In the records that follow, find each line with the word "parts" and copy it.
Dataset records below:
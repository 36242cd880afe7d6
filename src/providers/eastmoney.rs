//! Eastmoney provider.
//!
//! Uses the public daily-kline endpoint, which returns each trading day as a
//! comma-separated string `"YYYY-MM-DD,open,close,high,low,volume,amount,turnover"`
//! (fields `f51..f57,f61`). No token is required. A second endpoint supplies the
//! Chinese display name of the security (field `f14`).

use std::time::Duration;

use chrono::NaiveDate;
use reqwest::blocking::Client;
use reqwest::header::{HeaderMap, HeaderValue, ACCEPT, REFERER};
use serde::Deserialize;
use serde_json::Value;
use tracing::{info, warn};

use super::{compact_date, DataProvider};
use crate::config;
use crate::error::{Result, SummaryError};
use crate::models::DailyRecord;
use crate::ticker;
use crate::window::format_date;

const PROVIDER: &str = "Eastmoney";

const CLOSE_FIELD: usize = 2;
const TURNOVER_FIELD: usize = 7;

#[derive(Debug, Clone, Deserialize)]
pub struct KlineResponse {
    #[serde(default)]
    pub rc: Option<i64>,
    #[serde(default)]
    pub data: Option<KlineData>,
}

#[derive(Debug, Clone, Deserialize)]
pub struct KlineData {
    #[serde(default)]
    pub name: Option<String>,
    #[serde(default)]
    pub klines: Option<Vec<String>>,
}

#[derive(Debug, Clone, Deserialize)]
pub struct QuoteResponse {
    #[serde(default)]
    pub data: Option<QuoteData>,
}

#[derive(Debug, Clone, Deserialize)]
pub struct QuoteData {
    #[serde(default)]
    pub f14: Option<Value>,
}

fn field(parts: &[&str], idx: usize) -> Option<f64> {
    parts
        .get(idx)
        .and_then(|s| s.trim().parse::<f64>().ok())
        .filter(|v| v.is_finite())
}

/// Parse kline strings into records. Lines without a date are dropped;
/// unparsable numbers become absent values.
pub fn parse_klines<S: AsRef<str>>(lines: &[S]) -> Vec<DailyRecord> {
    let mut out = Vec::with_capacity(lines.len());
    for line in lines {
        let line: &str = line.as_ref();
        let parts: Vec<&str> = line.split(',').collect();
        let Some(date) = parts.first().and_then(|d| compact_date(d)) else {
            warn!(line, "kline without a trade date dropped");
            continue;
        };
        out.push(DailyRecord::new(
            date,
            field(&parts, CLOSE_FIELD),
            field(&parts, TURNOVER_FIELD),
        ));
    }
    out
}

/// Extract records from a kline response.
///
/// A non-zero `rc` is a provider error; no klines is [`SummaryError::EmptyResult`].
pub fn parse_kline_response(ts_code: &str, resp: KlineResponse) -> Result<Vec<DailyRecord>> {
    if let Some(rc) = resp.rc.filter(|rc| *rc != 0) {
        return Err(SummaryError::Provider {
            provider: PROVIDER.to_string(),
            code: rc,
            msg: format!("kline request for {ts_code} rejected"),
        });
    }
    let lines = resp.data.and_then(|d| d.klines).unwrap_or_default();
    let records = parse_klines(&lines);
    if records.is_empty() {
        return Err(SummaryError::EmptyResult {
            ts_code: ts_code.to_string(),
        });
    }
    Ok(records)
}

/// Extract a trimmed, non-empty display name.
pub fn parse_name(resp: QuoteResponse) -> Option<String> {
    resp.data
        .and_then(|d| d.f14)
        .and_then(|v| v.as_str().map(|s| s.trim().to_string()))
        .filter(|s| !s.is_empty())
}

// ---------------------------------------------------------------------------
// EastmoneyProvider
// ---------------------------------------------------------------------------

pub struct EastmoneyProvider {
    client: Client,
    kline_url: String,
    quote_url: String,
}

impl EastmoneyProvider {
    pub fn new(timeout: Duration) -> Result<Self> {
        let mut headers = HeaderMap::new();
        headers.insert(REFERER, HeaderValue::from_static(config::EASTMONEY_REFERER));
        headers.insert(
            ACCEPT,
            HeaderValue::from_static("application/json, text/plain, */*"),
        );
        let client = Client::builder()
            .timeout(timeout)
            .user_agent(config::USER_AGENT)
            .default_headers(headers)
            .build()?;
        Ok(Self {
            client,
            kline_url: config::EASTMONEY_KLINE_URL.to_string(),
            quote_url: config::EASTMONEY_QUOTE_URL.to_string(),
        })
    }

    /// Override both endpoints (mirrors, test servers).
    pub fn with_endpoints(mut self, kline_url: impl Into<String>, quote_url: impl Into<String>) -> Self {
        self.kline_url = kline_url.into();
        self.quote_url = quote_url.into();
        self
    }

    fn get<T: serde::de::DeserializeOwned>(&self, url: &str, query: &[(&str, String)]) -> Result<T> {
        let resp = self.client.get(url).query(query).send()?;
        let status = resp.status();
        if !status.is_success() {
            return Err(SummaryError::UpstreamStatus {
                provider: PROVIDER.to_string(),
                status: status.as_u16(),
            });
        }
        resp.json()
            .map_err(|e| SummaryError::MalformedResponse(format!("{PROVIDER} {url}: {e}")))
    }
}

impl DataProvider for EastmoneyProvider {
    fn name(&self) -> &str {
        "eastmoney"
    }

    fn fetch_daily(
        &self,
        ts_code: &str,
        start: NaiveDate,
        end: NaiveDate,
    ) -> Result<Vec<DailyRecord>> {
        let secid = ticker::eastmoney_secid(ts_code);
        info!(ts_code, secid = secid.as_str(), "fetching Eastmoney klines");
        let query = [
            ("fields1", "f1,f2,f3,f4,f5,f6".to_string()),
            ("fields2", "f51,f52,f53,f54,f55,f56,f57,f61".to_string()),
            ("ut", config::EASTMONEY_KLINE_UT.to_string()),
            // daily bars, unadjusted
            ("klt", "101".to_string()),
            ("fqt", "0".to_string()),
            ("beg", format_date(start)),
            ("end", format_date(end)),
            ("secid", secid),
        ];
        let resp: KlineResponse = self.get(&self.kline_url, &query)?;
        parse_kline_response(ts_code, resp)
    }

    fn fetch_name(&self, ts_code: &str) -> Result<Option<String>> {
        let query = [
            ("ut", config::EASTMONEY_QUOTE_UT.to_string()),
            ("fltt", "2".to_string()),
            ("invt", "2".to_string()),
            ("fields", "f14".to_string()),
            ("secid", ticker::eastmoney_secid(ts_code)),
        ];
        let resp: QuoteResponse = self.get(&self.quote_url, &query)?;
        Ok(parse_name(resp))
    }
}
End of Dataset records.
Result of this exercise
fn field(parts: &[&str], idx: usize) -> Option<f64> {
    parts
        let parts: Vec<&str> = line.split(',').collect();
        let Some(date) = parts.first().and_then(|d| compact_date(d)) else {
            field(&parts, CLOSE_FIELD),
            field(&parts, TURNOVER_FIELD),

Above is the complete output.